Dipotassium Glycyrrhizinate Against Fibrotic Effects of Histamine Depletes Intracellular Glutathione to Discomfort Mitochondrial, Inducing Cell Apoptosis/ Ferroptosis of Over-Activated Lung Fibroblast

Abstract

Pulmonary fibrosis (PF) is the common outcome of a variety of chronic lung diseases and systemic diseases, and the consequence of Coronavirus Disease 2019 (COVID-19). There is currently a lack of effective treatments to reverse this disease or prevent its development. The purpose of this study is to investigate the effect of dipotassium glycyrrhizinate (DG) on lung fibroblasts and the possible mechanism of alleviating pulmonary fibrosis. Extract primary lung fibroblasts, establish cell models, and use time-lapse photography to continuously monitor the effects of dipotassium glycyrrhizinate and histamine on the morphology of lung fibroblasts.
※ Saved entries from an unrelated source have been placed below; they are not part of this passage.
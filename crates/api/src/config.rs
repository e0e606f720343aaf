//! Application configuration loaded from environment variables.

use std::path::PathBuf;
use std::time::Duration;

use domain::{RegistryError, StepRegistry};
use monitor::MonitorConfig;
use thiserror::Error;

/// Errors raised while loading start-up configuration.
#[derive(Debug, Error)]
pub enum ConfigError {
    #[error("Failed to read step registry {path}: {source}")]
    RegistryFile {
        path: PathBuf,
        source: std::io::Error,
    },

    #[error(transparent)]
    Registry(#[from] RegistryError),
}

/// Server configuration with sensible defaults.
///
/// Reads from environment variables:
/// - `HOST` bind address (default: `"0.0.0.0"`)
/// - `PORT` listen port (default: `3000`)
/// - `RUST_LOG` tracing filter directive (default: `"info"`)
/// - `BACKEND_URL` saga backend base URL
/// - `REQUEST_TIMEOUT_MS` per-request timeout against the backend
/// - `POLL_INTERVAL_MS`, `REVEAL_CADENCE_MS`, `COMPENSATION_CADENCE_MS`,
///   `TERMINAL_PAUSE_MS` monitor timings
/// - `STEP_REGISTRY_PATH` optional JSON step catalog
#[derive(Debug, Clone)]
pub struct Config {
    pub host: String,
    pub port: u16,
    pub log_level: String,
    pub backend_url: String,
    pub request_timeout: Duration,
    pub monitor: MonitorConfig,
    pub step_registry_path: Option<PathBuf>,
}

const DEFAULT_BACKEND_URL: &str = "http://localhost:8080/orders/api/v1";
const DEFAULT_REQUEST_TIMEOUT: Duration = Duration::from_secs(10);

impl Config {
    /// Loads configuration from environment variables, falling back to defaults.
    pub fn from_env() -> Self {
        Self::from_lookup(|name| std::env::var(name).ok())
    }

    fn from_lookup(var: impl Fn(&str) -> Option<String>) -> Self {
        let defaults = MonitorConfig::default();
        let millis = |name: &str, default: Duration| {
            var(name)
                .and_then(|v| v.parse::<u64>().ok())
                .map_or(default, Duration::from_millis)
        };

        Self {
            host: var("HOST").unwrap_or_else(|| "0.0.0.0".to_string()),
            port: var("PORT").and_then(|p| p.parse().ok()).unwrap_or(3000),
            log_level: var("RUST_LOG").unwrap_or_else(|| "info".to_string()),
            backend_url: var("BACKEND_URL").unwrap_or_else(|| DEFAULT_BACKEND_URL.to_string()),
            request_timeout: millis("REQUEST_TIMEOUT_MS", DEFAULT_REQUEST_TIMEOUT),
            monitor: MonitorConfig {
                poll_interval: millis("POLL_INTERVAL_MS", defaults.poll_interval),
                reveal_cadence: millis("REVEAL_CADENCE_MS", defaults.reveal_cadence),
                compensation_cadence: millis(
                    "COMPENSATION_CADENCE_MS",
                    defaults.compensation_cadence,
                ),
                terminal_pause: millis("TERMINAL_PAUSE_MS", defaults.terminal_pause),
            },
            step_registry_path: var("STEP_REGISTRY_PATH")
                .filter(|p| !p.trim().is_empty())
                .map(PathBuf::from),
        }
    }

    /// Returns the `"host:port"` bind address string.
    pub fn addr(&self) -> String {
        format!("{}:{}", self.host, self.port)
    }

    /// The step catalog: the file at `STEP_REGISTRY_PATH`, or the built-in one.
    pub fn step_registry(&self) -> Result<StepRegistry, ConfigError> {
        let Some(path) = &self.step_registry_path else {
            return Ok(StepRegistry::default());
        };
        let json = std::fs::read_to_string(path).map_err(|source| ConfigError::RegistryFile {
            path: path.clone(),
            source,
        })?;
        Ok(StepRegistry::from_json(&json)?)
    }
}

impl Default for Config {
    fn default() -> Self {
        Self {
            host: "0.0.0.0".to_string(),
            port: 3000,
            log_level: "info".to_string(),
            backend_url: DEFAULT_BACKEND_URL.to_string(),
            request_timeout: DEFAULT_REQUEST_TIMEOUT,
            monitor: MonitorConfig::default(),
            step_registry_path: None,
        }
    }
}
The content of glutathione in cells was detected by the fluorescence method. Cell mitochondrial membrane potential was examined, protein expressions of P53, Caspase-3, Bax and Bal-2 of lung fibroblasts were evaluated by western blot and immune cytochemistry. Our data demonstrated that dipotassium glycyrrhizinate inhibited histamine-induced cell growth/proliferation, glutathione content, mitochondrial membrane potential; also down-regulated P53 and up-regulated the ratio of Bax/Bcl-2, leading to the ferritosis/apoptosis of activated lung fibroblasts, against the fibrotic effects of histamine. Present study provided a new pharmaceutics mechanism of dipotassium glycyrrhizinate for the treatment of lung fibrosis that dipotassium glycyrrhizinate against fibrotic effects of histamine depletes intracellular glutathione to discomfort mitochondrial, inducing cell apoptosis/ferroptosis of over-activated lung fibroblast.